MATERIAL TO PROCESS: Begin

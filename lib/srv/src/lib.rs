use std::convert::Infallible;
use std::net::SocketAddr;
use std::sync::Arc;
use std::time::Duration;

use generator::GeneratorConnector;
use lifecycle::{Lifecycle, LifecycleError};
use log::{debug, error, info, warn};
use policy::PolicyStore;
use render::PdfRenderer;
use serde::{Deserialize, Serialize};
use tokio::signal::unix::{signal, Signal, SignalKind};
use warp::reject::Rejection;
use warp::reply::Reply;
use warp::Filter;

use crate::response::{error_reply, status_for};

pub mod models;
pub mod policy_api;
pub mod response;

/// Function that returns a future that only returns if either SIGTERM or SIGINT has been sent to this process.
///
/// This is used to gracefully shut down the warp server, which takes an async function and will run until it returns. This mostly improves Docker-compatability, as it responds to `docker stop` and all that.
///
/// Only works on Unix.
async fn graceful_signal() {
    // Register a SIGTERM handler to be Docker-friendly
    let term_handler: Option<Signal> = match signal(SignalKind::terminate()) {
        Ok(handler) => Some(handler),
        Err(err) => {
            error!("Failed to register SIGTERM signal handler: {err}");
            warn!("Service will NOT shutdown gracefully on SIGTERM");
            None
        },
    };

    // Also register a SIGINT handler to be manual-friendly
    let int_handler: Option<Signal> = match signal(SignalKind::interrupt()) {
        Ok(handler) => Some(handler),
        Err(err) => {
            error!("Failed to register SIGINT signal handler: {err}");
            warn!("Service will NOT shutdown gracefully on SIGINT");
            None
        },
    };

    // Wait until we receive such a signal after which we terminate the server
    match (term_handler, int_handler) {
        (Some(mut term), Some(mut int)) => tokio::select! {
            _ = term.recv() => {
                info!("Received SIGTERM, shutting down gracefully...");
            },

            _ = int.recv() => {
                info!("Received SIGINT, shutting down gracefully...");
            },
        },

        (Some(mut term), None) => {
            term.recv().await;
            info!("Received SIGTERM, shutting down gracefully...");
        },
        (None, Some(mut int)) => {
            int.recv().await;
            info!("Received SIGINT, shutting down gracefully...");
        },

        // Just wait forever to not stop the warp server
        (None, None) => loop {
            tokio::time::sleep(Duration::from_secs(24 * 3600)).await;
        },
    }
}

pub struct Srv<S, G, R> {
    addr: SocketAddr,
    lifecycle: Lifecycle<S, G, R>,
}

#[derive(Serialize, Deserialize)]
struct PingResponse {
    success: bool,
    ping:    String,
}

impl<S, G, R> Srv<S, G, R>
where
    S: 'static + PolicyStore + Send + Sync,
    G: 'static + GeneratorConnector + Send + Sync,
    R: 'static + PdfRenderer + Send + Sync,
{
    pub fn new(addr: impl Into<SocketAddr>, lifecycle: Lifecycle<S, G, R>) -> Self { Srv { addr: addr.into(), lifecycle } }

    pub(crate) fn lifecycle(&self) -> &Lifecycle<S, G, R> { &self.lifecycle }

    fn with_self(this: Arc<Self>) -> impl Filter<Extract = (Arc<Self>,), Error = Infallible> + Clone { warp::any().map(move || this.clone()) }

    pub async fn run(self) {
        let addr: SocketAddr = self.addr;
        let this_arc: Arc<Self> = Arc::new(self);

        let ping = warp::get().and(warp::path("ping")).map(|| warp::reply::json(&PingResponse { success: true, ping: String::from("pong") }));
        let policy_api = Self::policy_handlers(this_arc.clone());

        let index = warp::any().and(policy_api.or(ping)).recover(|err: Rejection| async move {
            debug!("err: {:?}", err);
            let res: Result<Box<dyn Reply>, Rejection> = if let Some(err) = err.find::<LifecycleError>() {
                Ok(Box::new(error_reply(status_for(err), err)))
            } else if let Some(err) = err.find::<::policy::PolicyDataError>() {
                let status = match err {
                    ::policy::PolicyDataError::NotFound => warp::http::StatusCode::NOT_FOUND,
                    ::policy::PolicyDataError::ApproverNotFound(_) => warp::http::StatusCode::NOT_FOUND,
                    ::policy::PolicyDataError::Invalid(_) => warp::http::StatusCode::BAD_REQUEST,
                    ::policy::PolicyDataError::GeneralError(_) => warp::http::StatusCode::INTERNAL_SERVER_ERROR,
                };
                Ok(Box::new(error_reply(status, err)))
            } else if err.find::<warp::filters::body::BodyDeserializeError>().is_some() {
                Ok(Box::new(error_reply(warp::http::StatusCode::BAD_REQUEST, "Invalid JSON payload")))
            } else if err.find::<warp::reject::MethodNotAllowed>().is_some() {
                Ok(Box::new(error_reply(warp::http::StatusCode::METHOD_NOT_ALLOWED, "POST method required")))
            } else if err.is_not_found() {
                Ok(Box::new(error_reply(warp::http::StatusCode::NOT_FOUND, "Not found")))
            } else {
                debug!("Got err: {:?}", err);
                Err(err)
            };
            res
        });

        let (addr, srv) = warp::serve(index).bind_with_graceful_shutdown(addr, graceful_signal());
        info!("Now serving at {addr}; ready for requests");
        srv.await;
    }
}
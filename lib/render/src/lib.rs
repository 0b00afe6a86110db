use log::{debug, info};
use serde::Serialize;

#[derive(Debug, thiserror::Error)]
pub enum RenderError {
    #[error("Render request timed out")]
    Timeout,
    #[error("Render upstream failure: {0}")]
    Upstream(String),
}

#[async_trait::async_trait]
pub trait PdfRenderer {
    /// Renders a complete HTML document to a single PDF byte string.
    async fn render(&self, html: &str) -> Result<Vec<u8>, RenderError>;
}

/// Wraps a reconstructed policy fragment in the branded outer document: page
/// CSS, the organization's logo front and center and the parent product logo
/// in the "powered by" corner.
pub fn wrap_branded(body: &str, organization_logo: &str, parent_logo: &str) -> String {
    format!(
        r#"<html>
<head>
    <style>
        body {{
            font-family: Arial, sans-serif;
            margin: 0;
            padding: 20px;
        }}
        .header {{
            margin-bottom: 30px;
            padding-bottom: 15px;
        }}
        .header-top {{
            display: flex;
            justify-content: space-between;
            align-items: flex-start;
            margin-bottom: 15px;
        }}
        .powered-by-section {{
            display: flex;
            align-items: center;
            gap: 8px;
            font-size: 10px;
            color: #666;
        }}
        .parent-logo {{
            height: 22px;
            width: auto;
        }}
        .main-logo-section {{
            text-align: center;
            flex-grow: 1;
        }}
        .main-logo {{
            height: 75px;
            width: auto;
        }}
    </style>
</head>
<body>
    <div class="header">
        <div class="header-top">
            <div class="powered-by-section">
                <span>Powered by </span>
                <img src="{parent_logo}" alt="parent" class="parent-logo">
            </div>
            <div class="main-logo-section">
                <img src="{organization_logo}" alt="organization" class="main-logo">
            </div>
        </div>
    </div>
    {body}
</body>
</html>
"#
    )
}

#[derive(Serialize)]
struct RenderRequest<'a> {
    html: &'a str,
}

/// Hands documents to an external HTML-to-PDF converter over HTTP.
pub struct HttpPdfRenderer {
    url:    String,
    client: reqwest::Client,
}

impl HttpPdfRenderer {
    pub fn new(url: impl Into<String>) -> Self {
        let url: String = url.into();
        info!("Creating new HttpPdfRenderer to '{url}'");
        Self { url, client: reqwest::Client::new() }
    }
}

#[async_trait::async_trait]
impl PdfRenderer for HttpPdfRenderer {
    async fn render(&self, html: &str) -> Result<Vec<u8>, RenderError> {
        debug!("Sending render request to '{}' ({} chars of HTML)", self.url, html.len());
        let res = self
            .client
            .post(&self.url)
            .json(&RenderRequest { html })
            .send()
            .await
            .map_err(|err| if err.is_timeout() { RenderError::Timeout } else { RenderError::Upstream(err.to_string()) })?;
        if !res.status().is_success() {
            return Err(RenderError::Upstream(format!("converter returned status {}", res.status())));
        }
        let bytes = res.bytes().await.map_err(|err| RenderError::Upstream(err.to_string()))?;
        if bytes.is_empty() {
            return Err(RenderError::Upstream("converter returned an empty document".into()));
        }
        Ok(bytes.to_vec())
    }
}


#[cfg(test)]
mod tests {
    use super::*;

    #[test]
    fn wrapper_embeds_body_and_logos() {
        let wrapped = wrap_branded("<h1>P</h1>", "https://cdn/acme.png", "https://cdn/parent.png");
        assert!(wrapped.contains("<h1>P</h1>"));
        assert!(wrapped.contains("https://cdn/acme.png"));
        assert!(wrapped.contains("https://cdn/parent.png"));
        assert!(wrapped.starts_with("<html>"));
        assert!(wrapped.trim_end().ends_with("</html>"));
    }
}
//! Persistent (immutable) hash map based on HAMT.
//!
//! This module provides [`HamtMap`], an immutable hash map that uses
//! structural sharing for efficient operations.
//!
//! # Overview
//!
//! `HamtMap` is a Hash Array Mapped Trie (HAMT): a 32-way branching trie
//! navigated by successive 5-bit fragments of a 32-bit key hash. Interior
//! nodes keep their children in a densely packed array indexed through a
//! 32-bit occupancy bitmap, so a node never pays for empty slots.
//!
//! - O(log32 N) `get` (effectively O(1) for practical sizes)
//! - O(log32 N) `insert`
//! - O(log32 N) `remove`
//! - O(1) `len` and `is_empty`
//!
//! All operations return new maps without modifying the original, and
//! structural sharing keeps the copies cheap: an update clones at most one
//! child array per level of the trie.
//!
//! # Examples
//!
//! ```rust
//! use hamtrie::map::HamtMap;
//!
//! let map = HamtMap::new()
//!     .insert("one".to_string(), 1)
//!     .insert("two".to_string(), 2)
//!     .insert("three".to_string(), 3);
//!
//! assert_eq!(map.get("one"), Some(&1));
//! assert_eq!(map.get("two"), Some(&2));
//!
//! // Structural sharing: the original map is preserved
//! let updated = map.insert("one".to_string(), 100);
//! assert_eq!(map.get("one"), Some(&1));       // Original unchanged
//! assert_eq!(updated.get("one"), Some(&100)); // New version
//! ```
//!
//! # Internal Structure
//!
//! The trie has exactly three node shapes:
//!
//! - a leaf holding one entry together with the cached hash of its key,
//! - a collision node holding two or more entries whose distinct keys share
//!   one hash value,
//! - a bitmapped branch whose packed child array has exactly
//!   `popcount(bitmap)` elements.
//!
//! The empty map is the branch with bitmap `0` and no children; no other
//! empty representation exists.

use std::borrow::Borrow;
use std::collections::hash_map::DefaultHasher;
use std::fmt;
use std::hash::{Hash, Hasher};
use std::iter::FromIterator;
use std::ops::Index;

use super::ReferenceCounter;
use crate::typeclass::{Foldable, Functor, Monoid, Semigroup, TypeConstructor};

// =============================================================================
// Constants
// =============================================================================

/// Branching factor (2^5 = 32)
const BRANCHING_FACTOR: usize = 32;

/// Bits consumed per trie level
const BITS_PER_LEVEL: u32 = 5;

/// Mask extracting one level's hash fragment
const LEVEL_MASK: u32 = (BRANCHING_FACTOR - 1) as u32;

/// Largest shift at which a branch can exist (seven levels of five bits,
/// the last level seeing only the two top bits of a 32-bit hash)
const MAX_SHIFT: u32 = 30;

// =============================================================================
// Hash computation
// =============================================================================

/// Computes the 32-bit hash of a key.
///
/// Keys hash through `DefaultHasher`; the 64-bit result is truncated because
/// the trie is laid out for exactly 32 bits (five per level, seven levels).
#[allow(clippy::cast_possible_truncation)]
fn compute_hash<K: Hash + ?Sized>(key: &K) -> u32 {
    let mut hasher = DefaultHasher::new();
    key.hash(&mut hasher);
    hasher.finish() as u32
}

/// Extracts the virtual slot (0..=31) addressed by `hash` at `shift`.
#[inline]
const fn hash_fragment(hash: u32, shift: u32) -> u32 {
    (hash >> shift) & LEVEL_MASK
}

/// Translates an occupancy bit into a physical index in the packed array.
#[inline]
const fn child_position(bitmap: u32, bit: u32) -> usize {
    (bitmap & (bit - 1)).count_ones() as usize
}

// =============================================================================
// Sparse-array primitives
// =============================================================================

// The only legal ways to alter a branch's child array. All three are
// copy-on-write over arrays of at most 32 elements.

/// A copy of `array` with slot `index` holding `item`.
fn array_replace<T: Clone>(index: usize, item: T, array: &[T]) -> ReferenceCounter<[T]> {
    let mut copy = array.to_vec();
    copy[index] = item;
    ReferenceCounter::from(copy)
}

/// A copy of `array` with `item` inserted at `index`, one slot longer.
fn array_insert<T: Clone>(index: usize, item: T, array: &[T]) -> ReferenceCounter<[T]> {
    let mut copy = Vec::with_capacity(array.len() + 1);
    copy.extend_from_slice(&array[..index]);
    copy.push(item);
    copy.extend_from_slice(&array[index..]);
    ReferenceCounter::from(copy)
}

/// A copy of `array` with slot `index` elided, one slot shorter.
fn array_remove<T: Clone>(index: usize, array: &[T]) -> ReferenceCounter<[T]> {
    let mut copy = array.to_vec();
    copy.remove(index);
    ReferenceCounter::from(copy)
}

// =============================================================================
// Node Definition
// =============================================================================

/// Internal node structure for the HAMT.
#[derive(Clone)]
enum Node<K, V> {
    /// Single key-value entry with the cached hash of the key
    Leaf { hash: u32, key: K, value: V },
    /// Two or more entries whose distinct keys share one hash
    Collision {
        hash: u32,
        entries: ReferenceCounter<[(K, V)]>,
    },
    /// Bitmap-indexed branch; `children.len() == bitmap.count_ones()`
    Branch {
        bitmap: u32,
        children: ReferenceCounter<[ReferenceCounter<Node<K, V>>]>,
    },
}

MATERIAL TO PROCESS: End

- ACTION ITEM
Tail of the listing, starting at the line with "hash of the key" and ending at the last line: output it exactly and add nothing.

- EXERCISE ANSWER
    /// Single key-value entry with the cached hash of the key
    Leaf { hash: u32, key: K, value: V },
    /// Two or more entries whose distinct keys share one hash
    Collision {
        hash: u32,
        entries: ReferenceCounter<[(K, V)]>,
    },
    /// Bitmap-indexed branch; `children.len() == bitmap.count_ones()`
    Branch {
        bitmap: u32,
        children: ReferenceCounter<[ReferenceCounter<Node<K, V>>]>,
    },
}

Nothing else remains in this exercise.